These aren’t theoretical questions. They’re the questions your customers are already asking — and increasingly, they’re asking AI models instead of typing keywords into Google. The person asking doesn’t see ten blue links. They see one synthesised answer. If your pages carry specific vocabulary — the materials you work with, the certifications you hold, the industries you serve, and the language only someone in your trade would use — the model has something to retrieve. If your pages say “we provide quality services to businesses across the UK,” the model reaches for the nearest category and you’re not in it.

I think this is where visibility is heading. Traditional SEO asked “do you rank?” The LLM Test asks something harder: does the model know you exist, and when it describes you, does it get you right?

Run it yourself

Ask three questions about your business to at least two frontier models — ChatGPT, Gemini, Perplexity, Claude. Not your business name. The questions your customers actually ask. “Who does X in Y?” or “What’s the best Z for W?”

If the model names you with accurate detail, your pages carry enough signal. If it returns the category without you in it, your vocabulary is substitutable — and you’re invisible in the layer where more and more people are looking.
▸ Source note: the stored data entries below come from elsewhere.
//! Single-flight refresh of the access/refresh token pair
//!
//! State machine: Idle → Refreshing → Idle, implemented as one async mutex held
//! for the whole exchange. Every completed exchange bumps a generation counter,
//! and each request remembers the generation it was sent under. A caller that
//! observed expiry while another caller was refreshing waits on the mutex, sees
//! the generation has moved on and skips its own exchange, even when the other
//! exchange failed and left the tokens unchanged.

use std::sync::Arc;
use std::sync::atomic::Ordering;

use serde::Deserialize;
use tracing::{debug, info, warn};
use transport::HttpRequest;

use crate::session::Session;
use crate::telemetry;

/// Builds the `loginRefresh` request for a refresh token.
///
/// Injected at construction so the session does not need a reference back to
/// the client that owns it.
pub type RefreshRequestBuilder =
    Arc<dyn Fn(&str) -> transport::Result<HttpRequest> + Send + Sync>;

/// What to do with stored credentials when the refresh exchange fails.
#[derive(Debug, Clone, Copy, Default, PartialEq, Eq, Deserialize)]
#[serde(rename_all = "snake_case")]
pub enum RefreshFailurePolicy {
    /// Leave the tokens in place; the next expired call tries again.
    #[default]
    KeepCredentials,
    /// Clear the session so callers continue unauthenticated.
    Logout,
}

/// Result of one `refresh_tokens` call.
#[derive(Debug, Clone, Copy, PartialEq, Eq)]
pub enum RefreshOutcome {
    /// This caller performed the exchange and new credentials were stored.
    Refreshed,
    /// Another caller refreshed while this one waited for the lock.
    AlreadyRefreshed,
    /// No refresh token was stored; the session was cleared.
    LoggedOut,
    /// The exchange failed; the failure policy was applied.
    Failed,
}

impl RefreshOutcome {
    /// Label for metrics/logging.
    pub fn label(&self) -> &'static str {
        match self {
            RefreshOutcome::Refreshed => "refreshed",
            RefreshOutcome::AlreadyRefreshed => "already_refreshed",
            RefreshOutcome::LoggedOut => "logged_out",
            RefreshOutcome::Failed => "failed",
        }
    }
}

impl Session {
    /// Number of refresh exchanges completed so far, successful or not.
    pub fn refresh_generation(&self) -> u64 {
        self.refresh_generation.load(Ordering::Acquire)
    }

    /// Exchange the stored refresh token for a new pair, at most one at a time.
    ///
    /// `stale_token` is the access token the caller sent when it saw the
    /// expiry error and `seen_generation` the refresh generation read before
    /// sending. If either has moved on by the time the lock is acquired,
    /// another caller's exchange already answered this expiry, whatever its
    /// result, and no new exchange is issued. Errors are logged and folded into
    /// the outcome; the caller always proceeds to its single retry.
    pub async fn refresh_tokens(
        &self,
        stale_token: Option<&str>,
        seen_generation: u64,
    ) -> RefreshOutcome {
        let _refreshing = self.refresh_lock.lock().await;

        if self.refresh_generation() != seen_generation {
            debug!("refresh completed while waiting, skipping refresh");
            telemetry::record_refresh(RefreshOutcome::AlreadyRefreshed);
            return RefreshOutcome::AlreadyRefreshed;
        }

        let outcome = self.exchange(stale_token).await;
        if outcome != RefreshOutcome::AlreadyRefreshed {
            self.refresh_generation.fetch_add(1, Ordering::AcqRel);
        }
        outcome
    }

    /// Body of the refresh critical section. Caller holds `refresh_lock`.
    async fn exchange(&self, stale_token: Option<&str>) -> RefreshOutcome {
        let current = match self.credentials.snapshot().await {
            Ok(current) => current,
            Err(e) => {
                warn!(error = %e, "could not read credentials for refresh");
                return self.refresh_failed().await;
            }
        };

        if current.auth_token.as_deref() != stale_token {
            debug!("access token changed while waiting, skipping refresh");
            telemetry::record_refresh(RefreshOutcome::AlreadyRefreshed);
            return RefreshOutcome::AlreadyRefreshed;
        }

        let Some(refresh_token) = current.refresh_token else {
            info!("no refresh token stored, logging out");
            if let Err(e) = self.credentials.logout().await {
                warn!(error = %e, "failed to clear credentials");
            }
            telemetry::record_refresh(RefreshOutcome::LoggedOut);
            return RefreshOutcome::LoggedOut;
        };

        let request = match (self.refresh_request)(&refresh_token) {
            Ok(request) => request,
            Err(e) => {
                warn!(error = %e, "could not build refresh request");
                return self.refresh_failed().await;
            }
        };

        debug!("refreshing access token");
        let attempt = match self.dispatch(request).await {
            Ok(attempt) => attempt,
            Err(e) => {
                warn!(error = %e, "refresh request failed");
                return self.refresh_failed().await;
            }
        };

        // The refresh response is persisted by the same capture path as any
        // other call; success means it actually carried a new pair.
        match self.capture(&attempt).await {
            Ok(Some(_)) => {
                info!("access token refreshed");
                telemetry::record_refresh(RefreshOutcome::Refreshed);
                RefreshOutcome::Refreshed
            }
            Ok(None) => {
                let errors = attempt
                    .envelope
                    .as_ref()
                    .map(|e| e.errors().iter().map(|e| e.message.as_str()).collect::<Vec<_>>())
                    .unwrap_or_default();
                warn!(
                    status = attempt.response.status.as_u16(),
                    ?errors,
                    "refresh response carried no credentials"
                );
                self.refresh_failed().await
            }
            Err(e) => {
                warn!(error = %e, "failed to persist refreshed credentials");
                self.refresh_failed().await
            }
        }
    }

    async fn refresh_failed(&self) -> RefreshOutcome {
        if self.config.refresh_failure == RefreshFailurePolicy::Logout {
            info!("refresh failed, clearing credentials per policy");
            if let Err(e) = self.credentials.logout().await {
                warn!(error = %e, "failed to clear credentials");
            }
        }
        telemetry::record_refresh(RefreshOutcome::Failed);
        RefreshOutcome::Failed
    }
}
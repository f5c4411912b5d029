//! Session counters
//!
//! - `session_refresh_total` (counter): label `outcome`
//! - `session_retries_total` (counter)
//! - `session_credentials_captured_total` (counter): label `operation`
//!
//! Without an installed recorder these calls are no-ops.

use crate::refresh::RefreshOutcome;

pub fn record_refresh(outcome: RefreshOutcome) {
    metrics::counter!("session_refresh_total", "outcome" => outcome.label()).increment(1);
}

pub fn record_retry() {
    metrics::counter!("session_retries_total").increment(1);
}

pub fn record_capture(operation: &'static str) {
    metrics::counter!("session_credentials_captured_total", "operation" => operation)
        .increment(1);
}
Ranking puts you on a list. The LLM Test tells you whether you’re in the answer.


What This Means for Writing

Every piece I write now has to pass a test it didn’t have to pass before. It’s not enough to make a clear argument. The argument has to carry vocabulary that belongs to the practice — terms precise enough that a model retrieving them has no choice but to retrieve them accurately or fail visibly.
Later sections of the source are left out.